● To do
Looking at the records below, count how many lines contain the string "warn". Give that number alone.

*** Material provided Section Begins ***

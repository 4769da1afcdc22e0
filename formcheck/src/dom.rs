//! [`ElementProvider`] for [`formdom`] documents.

use formdom::{Document, NodeId};
use log::warn;

use crate::validation::ElementProvider;

impl ElementProvider for Document {
    type Handle = NodeId;

    fn resolve(&self, selector: &str) -> Vec<NodeId> {
        match self.query_selector_all(selector) {
            Ok(nodes) => nodes,
            Err(err) => {
                warn!("ignoring selector {selector:?}: {err}");
                Vec::new()
            }
        }
    }

    fn read_value(&self, element: NodeId) -> Option<String> {
        self.value(element)
    }

    fn read_checked(&self, element: NodeId) -> bool {
        self.is_checked(element)
    }
}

*** Material provided Section Ends ***

● Answer for this exercise
2